Psychology 121, Lecture 7
by Hal S. Kopeikin, Ph.D. © 2000
Announcements
Mid-terms were scored and the grades have been posted. The grades are approximate.
If you have questions about your exam, use office hours to discuss it.
Reviewing the test might highlight what you learned and what you need to
study.
See the class web page for other details and announcements
Test Construction & Selection
Today we will be looking at ways of building and selecting
test. We will look briefly at how to build tests, but our focus will be
on evaluating and selecting them.
Test are no better than the items composing them. Of course, they
could be worse (imagine a midterm with nothing but great questions about
reliability).
Item formats
The two basic types of items are
-
forced-choice and
-
free-response.
You should note that good items on a test are a necessary but not
sufficient condition for a good test. A test could have excellent questions
but low content validity.
Forced choice items
-
Forced choice items are answered by selecting from alternatives.
-
Examples: True/False, Multiple Choice, Matching, Likert Scales,
Category Scales (e.g., on a scale from 1 to 10 ), Checklists (e.g., check
the adjectives that apply to you), Q-Sorts
Advantages of forced choice item questions
-
Administration is quick, easy, and reliable. This makes validity easier
to achieve.
-
Permits rapid sampling of broad content domains (often supporting content
validity) quick = more items= more reliability, thus potentially more validity.
-
Method variance is relatively less of a bias than with writing skill across
items. This strength is often overlooked by people. People often think
that there is a bias in forced choice questions because some people are
better at taking these types of tests than others. For example, some people
know that 'c' is the most common answer, that longer answers are more frequently
right than short answers, etc.

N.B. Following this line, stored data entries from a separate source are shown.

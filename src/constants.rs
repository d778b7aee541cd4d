/// Gravitational parameter of Earth, mu = G * M_EARTH (m^3/s^2), taken
/// directly rather than derived from G and M_EARTH separately.
pub const MU_EARTH: f64 = 3.986004418e14;

#[allow(dead_code)]
pub const R_EARTH: f64 = 6.371e6; // Radius of Earth (m)

pub const EARTH_ANGULAR_VELOCITY_RADPS: f64 = 7.2921150e-5; // mean sidereal rotation rate

pub const WGS84_A: f64 = 6378137.0; // Semi-major axis [m]
#[allow(dead_code)]
pub const WGS84_F: f64 = 1.0 / 298.257223563; // Flattening

pub const PI: f64 = std::f64::consts::PI;
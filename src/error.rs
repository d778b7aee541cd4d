use std::{error::Error, fmt};

/// Error taxonomy for configuration, integration, and session handling.
///
/// Kept as a manually-written enum in the style of the crate's other
/// error types rather than reached for a derive-macro crate, so each
/// variant's message stays explicit at the call site.
#[derive(Debug, Clone)]
pub enum SimError {
    ConfigInvalid(String),
    ConfigUnknownFrame(String),
    IntegrationDiverged(String),
    InvalidSampling(String),
    MalformedMessage(String),
    PeerDisconnected,
}

impl fmt::Display for SimError {
    fn fmt(&self, f: &mut fmt::Formatter<'_>) -> fmt::Result {
        match self {
            SimError::ConfigInvalid(msg) => write!(f, "invalid configuration: {}", msg),
            SimError::ConfigUnknownFrame(frame) => {
                write!(f, "unknown initial condition frame: {}", frame)
            }
            SimError::IntegrationDiverged(msg) => write!(f, "integration diverged: {}", msg),
            SimError::InvalidSampling(msg) => write!(f, "invalid sampling request: {}", msg),
            SimError::MalformedMessage(msg) => write!(f, "malformed message: {}", msg),
            SimError::PeerDisconnected => write!(f, "peer disconnected"),
        }
    }
}

impl Error for SimError {}

impl From<serde_json::Error> for SimError {
    fn from(err: serde_json::Error) -> Self {
        SimError::MalformedMessage(err.to_string())
    }
}

impl From<serde_yaml::Error> for SimError {
    fn from(err: serde_yaml::Error) -> Self {
        SimError::ConfigInvalid(err.to_string())
    }
}
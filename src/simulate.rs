use crate::config::SimulationConfig;
use crate::control::control_type_from_alias;
use crate::error::SimError;
use crate::integrators::dp54;
use crate::metrics::Metrics;
use crate::models::spacecraft::InertiaTensor;
use crate::models::state;
use crate::numerics::quaternion::{rot_to_quat, Quaternion};
use crate::physics::dynamics::Dynamics;
use crate::resample;
use nalgebra as na;
use serde::Serialize;
use std::time::Instant;

/// The sampled playback dataset returned to HTTP and WebSocket clients.
#[derive(Debug, Serialize)]
pub struct Dataset {
    pub t: Vec<f64>,
    pub qx: Vec<f64>,
    pub qy: Vec<f64>,
    pub qz: Vec<f64>,
    pub qw: Vec<f64>,
    pub p: Vec<f64>,
    pub q: Vec<f64>,
    pub r: Vec<f64>,
    pub hx: Vec<f64>,
    pub hy: Vec<f64>,
    pub hz: Vec<f64>,
    pub sample_rate: f64,
    pub earth_initial_sidereal_angle_rad: f64,
    pub earth_spin_rate_radps: f64,
}

/// Runs one complete compute: builds the initial state and dynamics from
/// `config`, integrates, resamples for playback, and returns the dataset
/// plus compute metrics. Consumed once; no state survives the call.
pub fn run(config: &SimulationConfig) -> Result<(Dataset, Metrics), SimError> {
    config.validate()?;

    let inertia = InertiaTensor::from_diagonal(
        config.spacecraft.inertia[0],
        config.spacecraft.inertia[1],
        config.spacecraft.inertia[2],
    )?;

    let y0 = build_initial_state(config)?;

    let q_cmd = Quaternion::new(
        config.control.qc[0],
        config.control.qc[1],
        config.control.qc[2],
        config.control.qc[3],
    );
    let control = control_type_from_alias(
        &config.control.control_type,
        config.control.kp,
        config.control.kd,
        q_cmd,
    );
    let dynamics = Dynamics::new(inertia, control);

    let start = Instant::now();
    let (t, y) = dp54::compute_states(
        &dynamics,
        y0,
        config.simulation.t_max,
        config.simulation.rtol,
        config.simulation.atol,
    )?;
    let compute_time = start.elapsed();

    let sampled = resample::evaluate_gui(
        &t,
        &y,
        config.simulation.playback_speed,
        config.simulation.sample_rate,
    )?;

    let epoch = parse_epoch(config.epoch_utc.as_deref());
    let sidereal_angle = crate::earth::sidereal_angle_rad(epoch);
    let spin_rate = crate::earth::spin_rate_radps();

    let dataset = Dataset {
        t: sampled.t,
        qx: sampled.q.iter().map(|q| q.vector()[0]).collect(),
        qy: sampled.q.iter().map(|q| q.vector()[1]).collect(),
        qz: sampled.q.iter().map(|q| q.vector()[2]).collect(),
        qw: sampled.q.iter().map(|q| q.scalar()).collect(),
        p: sampled.omega.iter().map(|w| w.x).collect(),
        q: sampled.omega.iter().map(|w| w.y).collect(),
        r: sampled.omega.iter().map(|w| w.z).collect(),
        hx: sampled.h.iter().map(|h| h.x).collect(),
        hy: sampled.h.iter().map(|h| h.y).collect(),
        hz: sampled.h.iter().map(|h| h.z).collect(),
        sample_rate: config.simulation.sample_rate,
        earth_initial_sidereal_angle_rad: sidereal_angle,
        earth_spin_rate_radps: spin_rate,
    };

    let metrics = Metrics::new(compute_time, t.len());

    Ok((dataset, metrics))
}

fn parse_epoch(epoch_utc: Option<&str>) -> chrono::DateTime<chrono::Utc> {
    match epoch_utc {
        Some(s) => chrono::NaiveDateTime::parse_from_str(s, "%Y-%m-%d %H:%M:%S")
            .map(|naive| naive.and_utc())
            .unwrap_or_else(|_| chrono::Utc::now()),
        None => chrono::Utc::now(),
    }
}

fn build_initial_state(config: &SimulationConfig) -> Result<state::StateVector, SimError> {
    let ic = &config.initial_conditions;
    let h = na::Vector3::zeros();

    let r = ic
        .r_eci_m
        .map(na::Vector3::from)
        .unwrap_or_else(na::Vector3::zeros);
    let v = ic
        .v_eci_mps
        .map(na::Vector3::from)
        .unwrap_or_else(na::Vector3::zeros);

    let (q_bi, omega) = match ic.frame.as_str() {
        "inertial" => (
            Quaternion::new(ic.q_bi[0], ic.q_bi[1], ic.q_bi[2], ic.q_bi[3]),
            na::Vector3::from(ic.omega_bi_radps),
        ),
        "orbit" => {
            let q_bo = Quaternion::new(ic.q_bi[0], ic.q_bi[1], ic.q_bi[2], ic.q_bi[3]);
            let omega_bo = na::Vector3::from(ic.omega_bi_radps);
            let (q_io, omega_oi) = orbit_frame_state(&r, &v)?;
            let q_bi = q_io.mul_cross(&q_bo);
            // omega_bi = omega_bo + R_bo^T * omega_oi: the body's rate
            // relative to the orbit frame plus the orbit frame's own
            // rate relative to the inertial frame, rotated into body
            // coordinates via the body-to-orbit rotation's transpose.
            let r_bo = q_bo.to_rotation_matrix();
            let omega_bi = omega_bo + r_bo.transpose() * omega_oi;
            (q_bi, omega_bi)
        }
        other => return Err(SimError::ConfigUnknownFrame(other.to_string())),
    };

    Ok(state::pack(r, v, omega, q_bi, h))
}

/// Builds the inertial-to-orbit-frame quaternion `q_io` and the orbit
/// frame's angular velocity relative to the inertial frame, expressed in
/// orbit-frame coordinates (`omega_oi`). `z_o` points to nadir, `y_o` is
/// anti-normal to the orbit plane, `x_o` completes the right-handed
/// triad; `omega_oi` follows from the two-body acceleration at `r`.
fn orbit_frame_state(
    r: &na::Vector3<f64>,
    v: &na::Vector3<f64>,
) -> Result<(Quaternion, na::Vector3<f64>), SimError> {
    let r_mag = r.magnitude();
    if r_mag == 0.0 {
        return Err(SimError::ConfigInvalid(
            "frame \"orbit\" requires a nonzero initial position".to_string(),
        ));
    }
    let rxv = r.cross(v);
    let rxv_mag = rxv.magnitude();
    if rxv_mag == 0.0 {
        return Err(SimError::ConfigInvalid(
            "frame \"orbit\" requires non-collinear position and velocity".to_string(),
        ));
    }

    let z_o = -r / r_mag;
    let y_o = -rxv / rxv_mag;
    let x_o = y_o.cross(&z_o);

    let r_io = na::Matrix3::from_rows(&[x_o.transpose(), y_o.transpose(), z_o.transpose()]);
    let q_io = rot_to_quat(&r_io);

    let accel = crate::physics::gravity::gravity_acceleration(r);
    let omega_oi = na::Vector3::new(
        0.0,
        -rxv_mag / r_mag.powi(2),
        r_mag * rxv.dot(&accel) / rxv_mag.powi(2),
    );

    Ok((q_io, omega_oi))
}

Although there is a bias as a result of
this, this is generally less of a bias than that encountered with longer
written answers.
-
Some people think forced choice items do not afford partial credit but
this is not true across items. If you can eliminate 2 out of four answers
on a number of multiple choice questions, you score will be higher than
those who can only eliminate one answer. In this way, you will be credited
for your partial knowledge.
Disadvantages of forced choice item questions
-
It is easier and common to write items measuring (& inspiring) superficial,
rote learning rather than encouraging and testing integration and application
of knowledge. Forced choice questions can demand critical thinking, analysis,
etc., but in practice they often fail to.
-
The bias that occurs in essay questions is arguably not really a bias since
one of the skills you should rightly be tested on is your writing ability.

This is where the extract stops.